▶ [WHAT THE EXERCISE ASKS] For every line in the records below that contains the word "PartialEq", add one to a count, and report only that count.

▶ [EXERCISE DATA]
//! Message codes and the data point (DP) command codec
//!
//! A command message is a concatenation of data points:
//!
//! - id: 1 byte
//! - type: 1 byte ([`DataType`])
//! - length: 1 byte
//! - value: `length` bytes
//!
//! Raw values carry their own type and length bytes and are written after the
//! id untouched.

use crate::{ProtocolError, Result};

// ----------------------------------------------------------------------------
// Message Codes
// ----------------------------------------------------------------------------

/// Message codes understood by the channel
#[derive(Debug, Clone, Copy, PartialEq, Eq, Hash)]
#[repr(u16)]
pub enum TuyaCode {
    DeviceInfo = 0,
    Pair = 1,
    Dps = 2,
    DeviceStatus = 3,
    ReceiveDp = 0x8001,
    Time1Request = 0x8011,
}

impl TryFrom<u16> for TuyaCode {
    type Error = u16;

    fn try_from(value: u16) -> core::result::Result<Self, Self::Error> {
        match value {
            0 => Ok(Self::DeviceInfo),
            1 => Ok(Self::Pair),
            2 => Ok(Self::Dps),
            3 => Ok(Self::DeviceStatus),
            0x8001 => Ok(Self::ReceiveDp),
            0x8011 => Ok(Self::Time1Request),
            other => Err(other),
        }
    }
}

impl From<TuyaCode> for u16 {
    fn from(code: TuyaCode) -> Self {
        code as u16
    }
}

// ----------------------------------------------------------------------------
// Data Types
// ----------------------------------------------------------------------------

/// Wire type tag of a data point value
#[derive(Debug, Clone, Copy, PartialEq, Eq)]
#[repr(u8)]
pub enum DataType {
    Raw = 0,
    Boolean = 1,
    Integer = 2,
    String = 3,
    Enum = 4,
}

impl TryFrom<u8> for DataType {
    type Error = ProtocolError;

    fn try_from(value: u8) -> Result<Self> {
        match value {
            0 => Ok(Self::Raw),
            1 => Ok(Self::Boolean),
            2 => Ok(Self::Integer),
            3 => Ok(Self::String),
            4 => Ok(Self::Enum),
            other => Err(ProtocolError::malformed(format!("unknown data type {}", other))),
        }
    }
}

/// Value of one data point
#[derive(Debug, Clone, PartialEq, Eq)]
pub enum DataValue {
    Boolean(bool),
    Integer(u32),
    String(String),
    Enum(u8),
    /// Pre-encoded bytes, written verbatim after the id
    Raw(Vec<u8>),
}

impl DataValue {
    /// Type tag this value is written with
    pub fn data_type(&self) -> DataType {
        match self {
            Self::Boolean(_) => DataType::Boolean,
            Self::Integer(_) => DataType::Integer,
            Self::String(_) => DataType::String,
            Self::Enum(_) => DataType::Enum,
            Self::Raw(_) => DataType::Raw,
        }
    }
}

/// One device attribute write or report
#[derive(Debug, Clone, PartialEq, Eq)]
pub struct DataPoint {
    pub id: u8,
    pub value: DataValue,
}

impl DataPoint {
    pub fn new(id: u8, value: DataValue) -> Self {
        Self { id, value }
    }

    pub fn boolean(id: u8, value: bool) -> Self {
        Self::new(id, DataValue::Boolean(value))
    }

    pub fn integer(id: u8, value: u32) -> Self {
        Self::new(id, DataValue::Integer(value))
    }

    pub fn string(id: u8, value: impl Into<String>) -> Self {
        Self::new(id, DataValue::String(value.into()))
    }

    pub fn enumeration(id: u8, value: u8) -> Self {
        Self::new(id, DataValue::Enum(value))
    }

    pub fn raw(id: u8, bytes: impl Into<Vec<u8>>) -> Self {
        Self::new(id, DataValue::Raw(bytes.into()))
    }

    fn encode_into(&self, out: &mut Vec<u8>) -> Result<()> {
        out.push(self.id);
        match &self.value {
            DataValue::Boolean(value) => {
                out.extend_from_slice(&[DataType::Boolean as u8, 1, u8::from(*value)]);
            }
            DataValue::Integer(value) => {
                out.extend_from_slice(&[DataType::Integer as u8, 4]);
                out.extend_from_slice(&value.to_be_bytes());
            }
            DataValue::String(value) => {
                let len = u8::try_from(value.len()).map_err(|_| ProtocolError::ValueTooLarge {
                    id: self.id,
                    len: value.len(),
                })?;
                out.extend_from_slice(&[DataType::String as u8, len]);
                out.extend_from_slice(value.as_bytes());
            }
            DataValue::Enum(value) => {
                out.extend_from_slice(&[DataType::Enum as u8, 1, *value]);
            }
            DataValue::Raw(bytes) => out.extend_from_slice(bytes),
        }
        Ok(())
    }
}

// ----------------------------------------------------------------------------
// Codec
// ----------------------------------------------------------------------------

/// Concatenate data points into one DPS message body
pub fn encode_data_points(points: &[DataPoint]) -> Result<Vec<u8>> {
    let mut out = Vec::new();
    for point in points {
        point.encode_into(&mut out)?;
    }
    Ok(out)
}

/// Parse a DP report body back into data points
///
/// Every entry must carry a type and length; raw entries come back as
/// [`DataValue::Raw`] holding only the value bytes.
pub fn decode_data_points(mut data: &[u8]) -> Result<Vec<DataPoint>> {
    let mut points = Vec::new();
    while !data.is_empty() {
        if data.len() < 3 {
            return Err(ProtocolError::malformed("truncated data point header"));
        }
        let (id, data_type, len) = (data[0], DataType::try_from(data[1])?, usize::from(data[2]));
        let value_bytes = data
            .get(3..3 + len)
            .ok_or_else(|| ProtocolError::malformed(format!("data point {} truncated", id)))?;

        let value = match data_type {
            DataType::Boolean => DataValue::Boolean(value_bytes.first().copied().unwrap_or(0) != 0),
            DataType::Integer => {
                let bytes: [u8; 4] = value_bytes.try_into().map_err(|_| {
                    ProtocolError::malformed(format!("integer data point {} has {} bytes", id, len))
                })?;
                DataValue::Integer(u32::from_be_bytes(bytes))
            }
            DataType::String => DataValue::String(String::from_utf8_lossy(value_bytes).into_owned()),
            DataType::Enum => DataValue::Enum(value_bytes.first().copied().unwrap_or(0)),
            DataType::Raw => DataValue::Raw(value_bytes.to_vec()),
        };

        points.push(DataPoint::new(id, value));
        data = &data[3 + len..];
    }
    Ok(points)
}

// ----------------------------------------------------------------------------
// Tests
// ----------------------------------------------------------------------------
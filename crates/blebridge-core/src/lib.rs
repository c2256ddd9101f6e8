//! BLE Bridge Core Protocol Implementation
//!
//! This crate provides the I/O-free half of the gateway: checksum and cipher
//! primitives, MTU-bounded packet fragmentation, the encrypted frame codec, the
//! per-connection session key table and the pairing handshake state machine
//! used by Tuya-style BLE accessories.
//!
//! Nothing in here touches a radio. The async side (`blebridge-ble`) feeds
//! received notification bytes into a [`SecureChannel`] and writes the packets
//! it produces.
//!
//! ## Outbound path
//!
//! ```rust
//! use blebridge_core::{split_packets, DataPoint, DeviceCredentials, SecureChannel};
//!
//! # fn example() -> blebridge_core::Result<()> {
//! let credentials = DeviceCredentials::new("tuyaf1e2d3c4b5a6", "a1b2c3d4e5f60718", "k3y5ecretxyz")?;
//! let mut channel = SecureChannel::new(credentials);
//!
//! // The first step of the handshake is available right away
//! let request = channel.device_info_request()?;
//! for packet in split_packets(&request)? {
//!     assert!(packet.len() <= 20);
//! }
//!
//! // Commands are refused until the handshake completes
//! assert!(channel.command_request(&[DataPoint::boolean(101, true)]).is_err());
//! # Ok(())
//! # }
//! ```

// ----------------------------------------------------------------------------
// Module Declarations
// ----------------------------------------------------------------------------

pub mod channel;
pub mod command;
pub mod crypto;
pub mod error;
pub mod frame;
pub mod packet;
pub mod session;

// ----------------------------------------------------------------------------
// Public API
// ----------------------------------------------------------------------------

pub use channel::{ChannelEvent, SecureChannel};
pub use command::{decode_data_points, encode_data_points, DataPoint, DataType, DataValue, TuyaCode};
pub use error::{ProtocolError, Result};
pub use frame::{Frame, FRAME_HEADER_LEN};
pub use packet::{split_packets, PacketReassembler, GATT_MTU, PROTOCOL_VERSION};
pub use session::{
    DeviceCredentials, DeviceInfo, HandshakeState, Session, SECURITY_FLAG_LOGIN,
    SECURITY_FLAG_SESSION,
};
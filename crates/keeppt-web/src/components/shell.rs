//! Dashboard shell: header, collapsible sidebar and the page content slot

use keeppt_core::{
    avatar_url, ColorScheme, CurrentUser, ShellAction, ShellConfig, ShellState, UserId,
    ViewportClass, NAVIGATION,
};
use leptos::prelude::*;

use super::header::Header;
use super::sidebar::Sidebar;
use crate::theme::{layout_class, scheme_class};

/// Full-page layout wrapping the routed page.
///
/// All collaborators are passed in: the current path and `on_navigate` come
/// from the router, `viewport`, `compact` and `color_scheme` from the layout
/// hooks, `user_id` from local storage. `ShellState` starts closed on every
/// mount. The root carries the layout class so the stylesheet never measures
/// the window itself.
#[component]
pub fn DashboardShell(
    config: ShellConfig,
    /// Current resolved route path
    #[prop(into)]
    current_path: Signal<String>,
    #[prop(into)] viewport: Signal<ViewportClass>,
    /// Viewport below `xs`: the user menu is hidden
    #[prop(into, optional)]
    compact: MaybeProp<bool>,
    #[prop(into)] color_scheme: Signal<ColorScheme>,
    /// Session user, handed to page content untouched
    user: CurrentUser,
    /// Stored avatar id, if any
    user_id: Option<UserId>,
    /// Routing collaborator, fire-and-forget
    on_navigate: Callback<String>,
    children: Children,
) -> impl IntoView {
    provide_context(user);

    let avatar = avatar_url(&config.avatar_url_template, user_id.as_ref());
    let brand = config.brand.clone();
    let badge = config.badge.clone();

    let state = RwSignal::new(ShellState::new());
    let config = StoredValue::new(config);

    let dispatch = shell_dispatch(state, config, on_navigate);

    let sidebar_visible = Signal::derive(move || state.get().sidebar_visible(viewport.get()));

    view! {
        <div class=move || {
            let compact = if compact.get().unwrap_or(false) { " shell-compact" } else { "" };
            format!(
                "shell {} {}{compact}",
                layout_class(viewport.get()),
                scheme_class(color_scheme.get())
            )
        }>
            <Header viewport state brand badge avatar dispatch />
            <div class="shell-body">
                <Sidebar visible=sidebar_visible current_path entries=NAVIGATION dispatch />
                <main class="shell-main">{children()}</main>
            </div>
        </div>
    }
}

/// Reduce each action against the shell state and hand any navigation to
/// `on_navigate`
fn shell_dispatch(
    state: RwSignal<ShellState>,
    config: StoredValue<ShellConfig>,
    on_navigate: Callback<String>,
) -> Callback<ShellAction> {
    Callback::new(move |action: ShellAction| {
        let navigator = |path: &str| on_navigate.run(path.to_string());
        config.with_value(|config| {
            state.update(|state| state.dispatch(action, config, &navigator));
        });
    })
}

/// Session user provided by the enclosing [`DashboardShell`]
pub fn use_current_user() -> CurrentUser {
    use_context::<CurrentUser>().unwrap_or_default()
}
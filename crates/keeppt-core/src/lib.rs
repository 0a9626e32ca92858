//! keeppt-core - navigation model and shell state machine for the keeppt dashboard
//!
//! This crate is UI-framework agnostic: it decides which sidebar link is
//! active, when the sidebar and user menu are open, and where each control
//! navigates. `keeppt-web` renders it with Leptos.

pub mod avatar;
pub mod config;
pub mod error;
pub mod navigation;
pub mod session;
pub mod shell;
pub mod viewport;

pub use avatar::avatar_url;
pub use config::{ColorScheme, ShellConfig};
pub use error::ShellError;
pub use navigation::{NavColor, NavIcon, NavigationEntry, Navigator, NAVIGATION};
pub use session::{read_user_id, CurrentUser, KeyValueStore, UserId, USER_ID_KEY};
pub use shell::{
    MenuEvent, MenuState, ShellAction, ShellEffect, ShellState, SidebarState, UserMenuItem,
};
pub use viewport::{Breakpoints, ViewportClass};
//! WASM entry point for Leptos CSR app

use keeppt_web::App;
use leptos::mount::mount_to_body;

fn main() {
    console_error_panic_hook::set_once();
    mount_to_body(App);
}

▶ [FINAL ANSWER] 4